A Procuradoria-Geral da República decidiu que não irá designar novos procuradores para substituir os que pediram demissão coletiva do grupo de trabalho da Lava Jato. Na sexta-feira, 26, três integrantes anunciaram sua saída. Uma procuradora já havia deixado suas funções semanas antes e, com isso, todo o grupo foi desmontado.

Segundo nota que a PGR divulgou na manhã deste domingo, 28, a saída dos procuradores já estava prevista e ocorreria na semana que vem, no dia 30 de junho. 

A equipe de Augusto Aras afirma que houve redução dos trabalhos no grupo da Lava Jato na Procuradoria-Geral diante da restrição dos casos de foro especial, conforme decisão do Supremo Tribunal Federal.  Com isso, a PGR argumenta que não será necessário remontar o grupo de trabalho e os assessores e auxiliares remanescentes vão dar conta do trabalho “sem prejuízo às investigações”. 

A nota trouxe ainda um recado aos integrantes da força-tarefa da Lava Jato. O texto diz que a Lava Jato  “não é um órgão autônomo e distinto do Ministério Público Federal”, mas “uma frente de investigação que deve obedecer a todos os princípios e normas internos da instituição” . 

“Para ser órgão legalmente atuante, seria preciso integrar a estrutura e organização institucional estabelecidas na Lei Complementar 75 de 1993. Fora disso, a atuação passa para a ilegalidade, porque clandestina, torna-se perigoso instrumento de aparelhamento, com riscos ao dever de impessoalidade, e, assim, alheia aos controles e fiscalizações inerentes ao Estado de Direito e à República, com seus sistemas de freios e contrapesos”, diz trecho da nota.

Crise com força-tarefa

Trata-se de uma reação às críticas feitas nos últimos dias por integrantes da Lava Jato, que bloquearam a tentativa da subprocuradora-geral Lindôra Araújo de promover uma diligência em Curitiba. De acordo com relato dos integrantes da força-tarefa no Paraná à corregedoria do Ministério Público, Lindôra queria acessar o banco de dados em Curitiba de forma indevida. A subprocuradora negou irregularidades.

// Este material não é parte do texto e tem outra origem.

use std::sync::atomic::Ordering;
use std::sync::Arc;
use std::time::Duration;

use tokio::sync::mpsc;
use tokio::sync::mpsc::error::TrySendError;
use tokio::task::JoinHandle;
use tokio_util::sync::CancellationToken;
use tracing::{debug, info, Instrument};

use crate::common::utils::now_ms;
use crate::config::VoiceGatewayOptions;
use crate::error::VoiceGatewayError;
use crate::gateway::connection::State;
use crate::gateway::crypto::PacketTransformer;
use crate::gateway::heartbeat::ResettableInterval;
use crate::gateway::tasks::SpeakingSender;
use crate::gateway::udp::VoiceSocket;
use crate::gateway::{AttemptResources, DisconnectBehavior, GatewayShared};
use crate::payload::{Hello, Identify, Ready, SessionDescription, VoicePayload};

/// Protocol handler for one WebSocket attempt.
///
/// Owns the attempt's heartbeat and the half-built media channel between
/// Ready and SessionDescription. Dropping it stops the heartbeat, so every
/// close, successful or not, also silences the keepalive.
pub(crate) struct Session {
    shared: Arc<GatewayShared>,
    options: Arc<VoiceGatewayOptions>,
    outbound: mpsc::Sender<VoicePayload>,
    close_tx: mpsc::UnboundedSender<DisconnectBehavior>,
    heartbeat: ResettableInterval,
    heartbeat_pump: JoinHandle<()>,
    resuming: bool,
    ssrc: u32,
    socket: Option<Arc<VoiceSocket>>,
}

impl Session {
    pub(crate) fn new(
        shared: Arc<GatewayShared>,
        options: Arc<VoiceGatewayOptions>,
        outbound: mpsc::Sender<VoicePayload>,
        close_tx: mpsc::UnboundedSender<DisconnectBehavior>,
        resuming: bool,
    ) -> Self {
        let (heartbeat, mut ticks) = ResettableInterval::new();
        let pump_outbound = outbound.clone();
        let pump_shared = shared.clone();
        let heartbeat_pump = tokio::spawn(
            async move {
                while let Some(nonce) = ticks.recv().await {
                    pump_shared.last_heartbeat_ms.store(now_ms(), Ordering::Relaxed);
                    if pump_outbound.send(VoicePayload::Heartbeat(nonce)).await.is_err() {
                        break;
                    }
                }
            }
            .in_current_span(),
        );

        Self {
            shared,
            options,
            outbound,
            close_tx,
            heartbeat,
            heartbeat_pump,
            resuming,
            ssrc: 0,
            socket: None,
        }
    }

    /// Advances the session with one decoded payload.
    pub(crate) async fn handle(&mut self, payload: &VoicePayload) -> Result<(), VoiceGatewayError> {
        match payload {
            VoicePayload::Hello(hello) => self.on_hello(hello),
            VoicePayload::Ready(ready) => self.on_ready(ready).await,
            VoicePayload::SessionDescription(description) => {
                self.on_session_description(description)
            }
            VoicePayload::Resumed => self.on_resumed(),
            VoicePayload::HeartbeatAck(_) => self.on_heartbeat_ack(),
            // Opaque events and client-bound echoes carry no state.
            _ => Ok(()),
        }
    }

    fn on_hello(&mut self, hello: &Hello) -> Result<(), VoiceGatewayError> {
        self.heartbeat
            .start(Duration::from_millis(hello.heartbeat_interval));
        if self.resuming {
            debug!("heartbeat restarted while awaiting resume");
            return Ok(());
        }
        self.shared.set_state(State::Connecting);
        info!("identifying");
        let identify = {
            let server_options = self.shared.server_options.lock();
            let token = server_options
                .as_ref()
                .map(|o| o.token.clone())
                .ok_or_else(|| VoiceGatewayError::Protocol("no voice server options".to_string()))?;
            Identify {
                server_id: self.shared.guild_id.to_string(),
                user_id: self.shared.self_id.to_string(),
                session_id: self.shared.session_id.lock().clone(),
                token,
            }
        };
        self.send(VoicePayload::Identify(identify))
    }

    async fn on_ready(&mut self, ready: &Ready) -> Result<(), VoiceGatewayError> {
        info!("waiting for session description");
        self.ssrc = ready.ssrc;
        self.shared.ssrc.store(ready.ssrc, Ordering::Relaxed);

        let socket = VoiceSocket::setup(&ready.ip, ready.port).await?;
        let (address, port) = socket
            .perform_ip_discovery(ready.ssrc, &self.options.ip_discovery)
            .await?;
        debug!(%address, port, "voice socket setup complete");
        self.socket = Some(Arc::new(socket));

        self.send(VoicePayload::SelectProtocol(
            crate::payload::SelectProtocol::udp(address, port),
        ))
    }

    fn on_session_description(
        &mut self,
        description: &SessionDescription,
    ) -> Result<(), VoiceGatewayError> {
        let socket = self.socket.take().ok_or_else(|| {
            VoiceGatewayError::Protocol("session description before ready".to_string())
        })?;

        let transformer = Arc::new(PacketTransformer::new(self.ssrc, &description.secret_key));
        let cancel = CancellationToken::new();
        let speaking = SpeakingSender::new(self.outbound.clone(), self.ssrc);

        let send_task = self.options.send_task_factory.create(
            cancel.clone(),
            speaking,
            socket.clone(),
            self.options.audio_provider.clone(),
            transformer.clone(),
        );
        let receive_task = self.options.receive_task_factory.create(
            cancel.clone(),
            socket.inbound(),
            transformer.clone(),
            self.options.audio_receiver.clone(),
        );
        let server_watcher = self.spawn_server_update_watcher();
        let state_watcher = self.spawn_state_update_watcher();

        self.shared.install_resources(AttemptResources {
            cancel,
            tasks: vec![send_task, receive_task, server_watcher, state_watcher],
            transformer: Some(transformer),
            socket: Some(socket),
        });

        info!("receiving events");
        self.mark_connected();
        Ok(())
    }

    fn on_resumed(&mut self) -> Result<(), VoiceGatewayError> {
        if !self.resuming {
            debug!("ignoring resumed outside a resume attempt");
            return Ok(());
        }
        info!("resumed");
        self.mark_connected();
        Ok(())
    }

    fn on_heartbeat_ack(&self) -> Result<(), VoiceGatewayError> {
        let sent = self.shared.last_heartbeat_ms.load(Ordering::Relaxed);
        if sent > 0 {
            self.shared
                .latency_ms
                .store(now_ms().saturating_sub(sent), Ordering::Relaxed);
        }
        Ok(())
    }

    fn mark_connected(&self) {
        self.shared.ever_connected.store(true, Ordering::Relaxed);
        self.shared.reconnect_ctx.lock().reset();
        self.shared.set_state(State::Connected);
        if let Some(notifier) = self.shared.connected_tx.lock().take() {
            let _ = notifier.send(Ok(()));
        }
    }

    /// The session runs on the same task that drains the outbound queue, so
    /// it must never wait for capacity; a full queue is an overflow error.
    fn send(&self, payload: VoicePayload) -> Result<(), VoiceGatewayError> {
        self.outbound.try_send(payload).map_err(|e| match e {
            TrySendError::Full(_) => {
                VoiceGatewayError::Protocol("outbound control queue overflow".to_string())
            }
            TrySendError::Closed(_) => {
                VoiceGatewayError::Transport("outbound channel closed".to_string())
            }
        })
    }

    /// Watches for the upstream re-homing the session. An endpoint change
    /// swaps the stored server options and aborts the attempt so the retry
    /// loop rebuilds against the new server.
    fn spawn_server_update_watcher(&self) -> JoinHandle<()> {
        let mut updates = self
            .options
            .server_update_task
            .on_voice_server_update(self.shared.guild_id);
        let shared = self.shared.clone();
        let close_tx = self.close_tx.clone();
        tokio::spawn(
            async move {
                while let Some(new_options) = updates.recv().await {
                    let changed = {
                        let current = shared.server_options.lock();
                        current
                            .as_ref()
                            .map(|o| o.endpoint != new_options.endpoint)
                            .unwrap_or(true)
                    };
                    if changed {
                        debug!(endpoint = %new_options.endpoint, "voice server endpoint changed");
                        *shared.server_options.lock() = Some(new_options);
                        let _ = close_tx.send(DisconnectBehavior::retry_abruptly(
                            VoiceGatewayError::ServerMigration,
                        ));
                        break;
                    }
                }
            }
            .in_current_span(),
        )
    }

    fn spawn_state_update_watcher(&self) -> JoinHandle<()> {
        let mut updates = self
            .options
            .state_update_task
            .on_voice_state_update(self.shared.guild_id);
        let shared = self.shared.clone();
        tokio::spawn(
            async move {
                while let Some(session_id) = updates.recv().await {
                    if *shared.session_id.lock() != session_id {
                        info!("voice session updated");
                        *shared.session_id.lock() = session_id;
                    }
                }
            }
            .in_current_span(),
        )
    }
}

impl Drop for Session {
    fn drop(&mut self) {
        self.heartbeat.stop();
        self.heartbeat_pump.abort();
    }
}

Com a decisão da PGR de não nomear novos integrantes, o grupo de trabalho da Lava Jato fica a partir de agora completamente esvaziado.

Ele foi formado ainda em 2015, na gestão do ex-procurador-geral Rodrigo Janot. A ideia era que esse grupo pudesse auxiliar na análise dos casos que surgiram na Lava Jato em Curitiba, mas que não podiam ficar na Justiça de primeira instância.

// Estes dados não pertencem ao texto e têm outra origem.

//! Session room membership.

use std::collections::BTreeMap;
use std::time::Duration;

use chrono::{DateTime, Utc};
use tablesync_core::id::{Identity, UserId};

/// Membership and activity of one session's room.
///
/// Membership is keyed by user, not connection: a user with several open
/// tabs is one member until their last connection leaves.
#[derive(Debug, Clone)]
pub struct SessionRoom {
    members: BTreeMap<UserId, Identity>,
    created_at: DateTime<Utc>,
    last_activity: DateTime<Utc>,
    idle_since: Option<DateTime<Utc>>,
}

impl SessionRoom {
    /// An empty room. It counts as idle until the first join.
    #[must_use]
    pub fn new(now: DateTime<Utc>) -> Self {
        Self {
            members: BTreeMap::new(),
            created_at: now,
            last_activity: now,
            idle_since: Some(now),
        }
    }

    /// When the room was created.
    #[must_use]
    pub fn created_at(&self) -> DateTime<Utc> {
        self.created_at
    }

    /// Last accepted mutation or membership change.
    #[must_use]
    pub fn last_activity(&self) -> DateTime<Utc> {
        self.last_activity
    }

    /// Adds `identity`. Returns `true` if the user was not yet a member.
    pub fn join(&mut self, identity: &Identity, now: DateTime<Utc>) -> bool {
        self.touch(now);
        self.idle_since = None;
        self.members
            .insert(identity.user_id, identity.clone())
            .is_none()
    }

    /// Removes `user_id`, returning their identity if they were a member.
    /// The room starts its idle window when the last member leaves.
    pub fn leave(&mut self, user_id: UserId, now: DateTime<Utc>) -> Option<Identity> {
        let removed = self.members.remove(&user_id)?;
        self.touch(now);
        if self.members.is_empty() {
            self.idle_since = Some(now);
        }
        Some(removed)
    }

    /// Whether `user_id` is in the room.
    #[must_use]
    pub fn is_member(&self, user_id: UserId) -> bool {
        self.members.contains_key(&user_id)
    }

    /// Members in stable (user id) order.
    pub fn members(&self) -> impl Iterator<Item = &Identity> {
        self.members.values()
    }

    /// Member user ids.
    #[must_use]
    pub fn member_ids(&self) -> Vec<UserId> {
        self.members.keys().copied().collect()
    }

    /// Whether the room has no members.
    #[must_use]
    pub fn is_empty(&self) -> bool {
        self.members.is_empty()
    }

    /// Records activity at `now`.
    pub fn touch(&mut self, now: DateTime<Utc>) {
        if now > self.last_activity {
            self.last_activity = now;
        }
    }

    /// Whether the room has been empty for at least `threshold` as of `now`.
    #[must_use]
    pub fn is_idle_for(&self, threshold: Duration, now: DateTime<Utc>) -> bool {
        match self.idle_since {
            Some(since) if self.members.is_empty() => {
                (now - since).to_std().unwrap_or(Duration::ZERO) >= threshold
            }
            _ => false,
        }
    }
}

#[cfg(test)]
mod tests {
    use super::*;
    use chrono::TimeZone;

    fn t0() -> DateTime<Utc> {
        Utc.with_ymd_and_hms(2026, 1, 15, 10, 0, 0).unwrap()
    }

    fn later(secs: i64) -> DateTime<Utc> {
        t0() + chrono::Duration::seconds(secs)
    }

    #[test]
    fn test_join_is_idempotent_per_user() {
        let mut room = SessionRoom::new(t0());
        let aria = Identity::new(UserId::new(), "Aria");
        assert!(room.join(&aria, t0()));
        assert!(!room.join(&aria, later(1)));
        assert_eq!(room.member_ids(), vec![aria.user_id]);
        assert_eq!(room.last_activity(), later(1));
    }

    #[test]
    fn test_leave_unknown_user_is_noop() {
        let mut room = SessionRoom::new(t0());
        assert!(room.leave(UserId::new(), later(5)).is_none());
        assert_eq!(room.last_activity(), t0());
    }

    #[test]
    fn test_idle_window_starts_when_last_member_leaves() {
        let mut room = SessionRoom::new(t0());
        let aria = Identity::new(UserId::new(), "Aria");
        room.join(&aria, t0());
        assert!(!room.is_idle_for(Duration::ZERO, later(1000)));

        room.leave(aria.user_id, later(10));
        assert!(room.is_empty());
        assert!(!room.is_idle_for(Duration::from_secs(300), later(309)));
        assert!(room.is_idle_for(Duration::from_secs(300), later(310)));
    }

    #[test]
    fn test_rejoin_cancels_idle_window() {
        let mut room = SessionRoom::new(t0());
        let aria = Identity::new(UserId::new(), "Aria");
        room.join(&aria, t0());
        room.leave(aria.user_id, later(10));
        room.join(&aria, later(20));
        assert!(!room.is_idle_for(Duration::ZERO, later(10_000)));
    }

    #[test]
    fn test_fresh_room_is_idle_until_joined() {
        let room = SessionRoom::new(t0());
        assert!(room.is_idle_for(Duration::from_secs(60), later(60)));
    }
}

Conforme as apurações da Lava Jato avançaram, uma série de casos passou a tramitar no Supremo Tribunal Federal porque surgiram, entre os investigados, políticos com foro especial. O grupo de trabalho na PGR foi instituído então para dar prosseguimento a esses casos nas cortes superiores e negociar delações premiadas que envolvessem políticos com foro.

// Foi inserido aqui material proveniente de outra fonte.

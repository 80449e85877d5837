//! Health check endpoint.

use axum::extract::State;
use axum::{Json, Router, routing::get};
use serde::Serialize;

use crate::state::AppState;

/// Health check response.
#[derive(Serialize)]
pub struct HealthResponse {
    /// Service status.
    pub status: String,
    /// Service version.
    pub version: String,
    /// Live WebSocket connections.
    pub connections: usize,
    /// Live session rooms.
    pub rooms: usize,
}

/// GET /health
async fn health_check(State(state): State<AppState>) -> Json<HealthResponse> {
    Json(HealthResponse {
        status: "ok".to_string(),
        version: env!("CARGO_PKG_VERSION").to_string(),
        connections: state.orchestrator.connection_count(),
        rooms: state.orchestrator.room_count(),
    })
}

/// Returns the health check router.
pub fn router() -> Router<AppState> {
    Router::new().route("/health", get(health_check))
}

O grupo foi mantido por Raquel Dodge, que sucedeu Janot no comando da PGR. Na gestão de Augusto Aras, no entanto, haviam surgido problemas antes da decisão dos procuradores de pedir demissão coletiva. No final de janeiro, o coordenador do grupo, José Adonis Callou de Araújo, pediu para deixar os trabalhos.

Para o lugar dele, foi designada a subprocuradora-geral Lindôra Araújo, que passou a acumular a coordenação do grupo de trabalho com a atuação nos casos da PGR em tramitação no Superior Tribunal de Justiça.